The Yarmouth and Norwich Railway Act 1842 (5 & 6 Vict. c. lxxxii) authorising the Yarmouth and Norwich Railway (Y&NR) received royal assent on 18 June 1842. Work started on the line in April 1843 and the station was opened on 1 May 1844. The Y&NR was the first public railway line in Norfolk. A local landowner, Thomas Trench Berney, sold the land on the marshes to the railway company on the condition that Berney Arms station be built.

A few years later, the railway stopped serving it, saying that there had been no agreement for trains to actually call at the station that they agreed to build; however, after lengthy legal proceedings, it was agreed to serve the station in perpetuity, with a train in each direction on Mondays, Wednesdays and Saturdays.

On 30 June 1845, the Norfolk Railway Act 1845 (8 & 9 Vict. c. xli) was passed authorising the amalgamation of the Y&NR with the Norwich and Brandon Railway came into effect and Berney Arms station became a Norfolk Railway asset. It passesd to the Great Eastern Railway (GER) on 1 July 1862, when the GER took over two other railways before the bill received its royal assent.

One of the rooms in the station cottages was used as the post office, ticket office and waiting room. This building was closed in the late 1960s and was demolished shortly after March 1969. The former signal box, which closed in the 1960s and replaced an earlier box, is now situated at Mangapps Railway Museum.
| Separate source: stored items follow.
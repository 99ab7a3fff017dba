//! Correlation power analysis.

use nalgebra::{DMatrix, DVector};

use super::{check_batch, Distinguisher, DistinguisherKind, Geometry};
use crate::error::DistinguisherError;
use crate::types::{Hypotheses, Precision, Results};

/// Pearson correlation between predicted leakage and every sample point.
///
/// Keeps running sums of the predictions (`x`), the traces (`y`), their
/// squares and the cross-products `xᵀy`. All of them are plain sums, so
/// folding is order independent.
#[derive(Debug, Clone)]
pub struct Cpa<T: Precision> {
    geometry: Option<Geometry>,
    processed: usize,
    ex: DVector<T>,
    ex2: DVector<T>,
    ey: DVector<T>,
    ey2: DVector<T>,
    exy: DMatrix<T>,
}

impl<T: Precision> Cpa<T> {
    /// Create an empty kernel.
    pub fn new() -> Self {
        Self {
            geometry: None,
            processed: 0,
            ex: DVector::zeros(0),
            ex2: DVector::zeros(0),
            ey: DVector::zeros(0),
            ey2: DVector::zeros(0),
            exy: DMatrix::zeros(0, 0),
        }
    }
}

impl<T: Precision> Default for Cpa<T> {
    fn default() -> Self {
        Self::new()
    }
}

impl<T: Precision> Distinguisher<T> for Cpa<T> {
    fn kind(&self) -> DistinguisherKind {
        DistinguisherKind::Cpa
    }

    fn fold(&mut self, data: &Hypotheses<T>, traces: &DMatrix<T>) -> Result<(), DistinguisherError> {
        if check_batch(&mut self.geometry, data, traces)? {
            let (h, s) = (data.n_hypotheses(), traces.ncols());
            self.ex = DVector::zeros(h);
            self.ex2 = DVector::zeros(h);
            self.ey = DVector::zeros(s);
            self.ey2 = DVector::zeros(s);
            self.exy = DMatrix::zeros(s, h);
        }

        let x = data.values();
        for j in 0..x.ncols() {
            for i in 0..x.nrows() {
                let v = x[(i, j)];
                self.ex[j] += v;
                self.ex2[j] += v * v;
            }
        }
        for k in 0..traces.ncols() {
            for i in 0..traces.nrows() {
                let v = traces[(i, k)];
                self.ey[k] += v;
                self.ey2[k] += v * v;
            }
        }
        self.exy += traces.tr_mul(x);

        self.processed += traces.nrows();
        Ok(())
    }

    fn reduce(&self) -> Result<Results<T>, DistinguisherError> {
        let geometry = self.geometry.as_ref().ok_or(DistinguisherError::NoData)?;
        if self.processed == 0 {
            return Err(DistinguisherError::NoData);
        }

        let n = T::from_f64_lossy(self.processed as f64);
        let values = DMatrix::from_fn(geometry.n_samples, geometry.n_hypotheses, |k, j| {
            let cov = n * self.exy[(k, j)] - self.ex[j] * self.ey[k];
            let var_x = n * self.ex2[j] - self.ex[j] * self.ex[j];
            let var_y = n * self.ey2[k] - self.ey[k] * self.ey[k];
            cov / (var_x * var_y).sqrt()
        });
        Results::new(values, geometry.dims.clone())
    }

    fn processed_traces(&self) -> usize {
        self.processed
    }

    fn reset(&mut self) {
        *self = Self::new();
    }
}
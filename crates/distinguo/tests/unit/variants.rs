//! End-to-end runs of every analysis variant on a leaky trace set.

use distinguo::{
    Analysis, AnalysisBuilder, AnalysisConfig, AnalysisError, Container, Discriminant, FnSelection,
    HammingWeight, HistogramConfig, Hypotheses, KeyAddition, Metadata, Monobit, Partitions,
};
use nalgebra::DMatrix;

use crate::synthetic::{leaky_container, KEY, LEAKY_SAMPLE, N_SAMPLES};

/// `HW(plaintext ^ KEY)` as a single hypothesis.
fn known_key() -> FnSelection<impl Fn(&Metadata) -> Result<Hypotheses<u32>, AnalysisError> + Send> {
    FnSelection::new(|metadata: &Metadata| {
        let n = metadata.n_traces();
        let mut values = Vec::with_capacity(n);
        for trace in 0..n {
            let p = metadata.byte("plaintext", trace, 0)?;
            let k = metadata.byte("key", trace, 0)?;
            values.push(u32::from(p ^ k));
        }
        Ok(Hypotheses::from_fn(n, vec![1], |i, _| values[i]))
    })
}

#[test]
fn cpa_recovers_key() {
    let container = leaky_container(30, 2000);
    let mut analysis: Analysis = Analysis::cpa(
        KeyAddition::new("plaintext"),
        HammingWeight,
        Discriminant::max(),
        AnalysisConfig::new().with_convergence_step(500),
    )
    .unwrap();
    analysis.run(&container).unwrap();

    assert_eq!(analysis.precision(), "float32");
    let scores = analysis.scores().unwrap();
    assert_eq!(scores.best(), Some(KEY as usize));
    assert_eq!(scores.ranking()[0], KEY as usize);

    // The true key correlates at the leaky sample only.
    let results = analysis.results().unwrap();
    assert!(results.get(KEY as usize, LEAKY_SAMPLE) > 0.8);
    assert!(results.get(KEY as usize, 0).abs() < 0.2);

    let traces = analysis.convergence_traces().unwrap();
    assert_eq!(traces.len(), 4);
    assert_eq!(traces.series(KEY as usize).len(), 4);
}

#[test]
fn dpa_recovers_key_with_monobit() {
    let container = leaky_container(31, 3000);
    let mut analysis = Analysis::<f64>::dpa(
        KeyAddition::new("plaintext"),
        Monobit::new(0).unwrap(),
        Discriminant::max(),
        AnalysisConfig::default(),
    )
    .unwrap();
    analysis.run(&container).unwrap();

    // A single bit only separates guesses by their low bit.
    let scores = analysis.scores().unwrap();
    assert_eq!(scores.best().map(|g| g & 1), Some(usize::from(KEY & 1)));
    assert!((scores.get(KEY as usize) - 1.0).abs() < 0.25);

    // Flipping the low bit flips the sign at the leaky sample, so `max`
    // picks up noise from the other samples instead.
    let results = analysis.results().unwrap();
    assert!((results.get(KEY as usize, LEAKY_SAMPLE) - 1.0).abs() < 0.25);
    assert!((results.get((KEY ^ 1) as usize, LEAKY_SAMPLE) + 1.0).abs() < 0.25);
    assert!(scores.get((KEY ^ 1) as usize) < 0.25);
}

#[test]
fn snr_recovers_key() {
    let container = leaky_container(32, 2000);
    let mut analysis = Analysis::<f64>::snr(
        Partitions::range(9).unwrap(),
        KeyAddition::new("plaintext"),
        HammingWeight,
        Discriminant::max(),
        AnalysisConfig::default(),
    )
    .unwrap();
    analysis.run(&container).unwrap();

    // Complementing the guess only relabels the Hamming weight classes.
    let scores = analysis.scores().unwrap();
    let ghost = (KEY ^ 0xFF) as usize;
    let best = scores.best().unwrap();
    assert!(best == KEY as usize || best == ghost);
    assert!((scores.get(KEY as usize) - scores.get(ghost)).abs() < 1e-9);
    assert_eq!(scores.ranking()[..2].iter().filter(|&&g| g == KEY as usize || g == ghost).count(), 2);
}

#[test]
fn nicv_and_anova_locate_leaky_sample() {
    let container = leaky_container(33, 1000);
    let mut nicv = Analysis::<f64>::nicv(
        Partitions::range(9).unwrap(),
        known_key(),
        HammingWeight,
        Discriminant::max(),
        AnalysisConfig::default(),
    )
    .unwrap();
    let mut anova = Analysis::<f64>::anova(
        Partitions::range(9).unwrap(),
        known_key(),
        HammingWeight,
        Discriminant::max(),
        AnalysisConfig::default(),
    )
    .unwrap();
    nicv.run(&container).unwrap();
    anova.run(&container).unwrap();

    let nicv = nicv.results().unwrap();
    let anova = anova.results().unwrap();
    for sample in 0..N_SAMPLES {
        let ratio = nicv.get(0, sample);
        assert!((0.0..=1.0).contains(&ratio));
        if sample == LEAKY_SAMPLE {
            assert!(ratio > 0.8);
            assert!(anova.get(0, sample) > 100.0);
        } else {
            assert!(ratio < 0.1);
            assert!(anova.get(0, sample) < 10.0);
        }
    }
}

#[test]
fn mia_locates_leaky_sample() {
    let container = leaky_container(34, 2000);
    let mut analysis = Analysis::<f64>::mia(
        Partitions::range(9).unwrap(),
        HistogramConfig::new(16),
        known_key(),
        HammingWeight,
        Discriminant::max(),
        AnalysisConfig::default(),
    )
    .unwrap();
    analysis.run(&container).unwrap();

    let results = analysis.results().unwrap();
    let leaky = results.get(0, LEAKY_SAMPLE);
    for sample in (0..N_SAMPLES).filter(|&s| s != LEAKY_SAMPLE) {
        assert!(leaky > 5.0 * results.get(0, sample));
    }
}

#[test]
fn rebuilt_analysis_matches_original() {
    let container = leaky_container(35, 600);
    let mut original = Analysis::<f64>::anova(
        Partitions::range(9).unwrap(),
        KeyAddition::new("plaintext").with_guesses(vec![0x00, KEY as u32]),
        HammingWeight,
        Discriminant::max(),
        AnalysisConfig::default(),
    )
    .unwrap();
    original.run(&container).unwrap();

    let mut rebuilt = AnalysisBuilder::from_distinguisher(original.distinguisher())
        .selection_function(KeyAddition::new("plaintext").with_guesses(vec![0x00, KEY as u32]))
        .model(HammingWeight)
        .discriminant(Discriminant::max())
        .build()
        .unwrap();
    assert_eq!(rebuilt.processed_traces(), 0);
    rebuilt.run(&container).unwrap();
    assert_eq!(rebuilt.results(), original.results());
}

#[test]
fn cpa_on_shared_metadata_only() {
    // Every trace shares one key row; nothing else is per-trace.
    let n = 10;
    let samples = DMatrix::from_fn(n, 3, |i, j| (i * 3 + j) as f32);
    let metadata = Metadata::new().with_field("key", DMatrix::from_row_slice(1, 1, &[KEY]));
    let container = Container::new(samples, metadata).unwrap().with_batch_size(4);

    let mut analysis = Analysis::<f64>::cpa(
        KeyAddition::new("key"),
        HammingWeight,
        Discriminant::maxabs(),
        AnalysisConfig::default(),
    )
    .unwrap();
    analysis.run(&container).unwrap();

    assert_eq!(analysis.processed_traces(), n);
    let results = analysis.results().unwrap();
    assert_eq!(results.n_hypotheses(), 256);
    assert_eq!(results.n_samples(), 3);
    // Predictions are constant across traces, so correlations are undefined.
    assert!(results.get(0, 0).is_nan());
}
//! Results must not depend on batch boundaries or batch order.

use distinguo::{
    Analysis, AnalysisConfig, Batch, Container, Discriminant, HammingWeight, KeyAddition,
    Partitions, TraceSource,
};
use proptest::prelude::*;

use crate::synthetic::{assert_close, leaky_container};

fn cpa() -> Analysis<f64> {
    Analysis::cpa(
        KeyAddition::new("plaintext"),
        HammingWeight,
        Discriminant::maxabs(),
        AnalysisConfig::default(),
    )
    .unwrap()
}

fn snr() -> Analysis<f64> {
    Analysis::snr(
        Partitions::range(9).unwrap(),
        KeyAddition::new("plaintext"),
        HammingWeight,
        Discriminant::max(),
        AnalysisConfig::default(),
    )
    .unwrap()
}

/// Process `batches` in the given order and return the raw results.
fn fold_all(mut analysis: Analysis<f64>, batches: &[Batch]) -> nalgebra::DMatrix<f64> {
    for batch in batches {
        analysis.process(batch).unwrap();
    }
    analysis.compute_results().unwrap();
    analysis.results().unwrap().values().clone()
}

/// Split `container` at `at` into two batches.
fn split(container: &Container, at: usize) -> Vec<Batch> {
    let first: Vec<Batch> = container.batches(at).collect();
    let head = first[0].clone();
    let tail_rows = container.len() - at;
    let tail = Batch::new(
        container.samples().rows(at, tail_rows).into_owned(),
        container.metadata().rows(at, tail_rows),
    )
    .unwrap();
    vec![head, tail]
}

#[test]
fn reversed_batches_match_single_batch() {
    let container = leaky_container(20, 300);
    let whole: Vec<Batch> = container.batches(300).collect();
    let mut batches: Vec<Batch> = container.batches(70).collect();
    batches.reverse();

    assert_close(&fold_all(cpa(), &whole), &fold_all(cpa(), &batches), 1e-9);
    assert_close(&fold_all(snr(), &whole), &fold_all(snr(), &batches), 1e-9);
}

proptest! {
    #![proptest_config(ProptestConfig::with_cases(16))]

    #[test]
    fn any_split_matches_single_batch(at in 1usize..200, swap in any::<bool>()) {
        let container = leaky_container(21, 200);
        let whole: Vec<Batch> = container.batches(200).collect();
        let mut halves = split(&container, at);
        if swap {
            halves.reverse();
        }
        assert_close(&fold_all(cpa(), &whole), &fold_all(cpa(), &halves), 1e-9);
    }
}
Between October 2018 and February 2020, the line between Great Yarmouth and Reedham was closed for a major upgrade of the signalling system, as part of works on all the Wherry Lines. The station remained legally open, although no replacement service was available due to its remote location.

==Location==
The surrounding marshland is managed as the RSPB Berney Marshes reserve and is adjacent to Breydon Water, a major site for wildfowl. It lies three miles from the nearest road, and thus is accessible only by train, on foot or by boat (on the river Yare).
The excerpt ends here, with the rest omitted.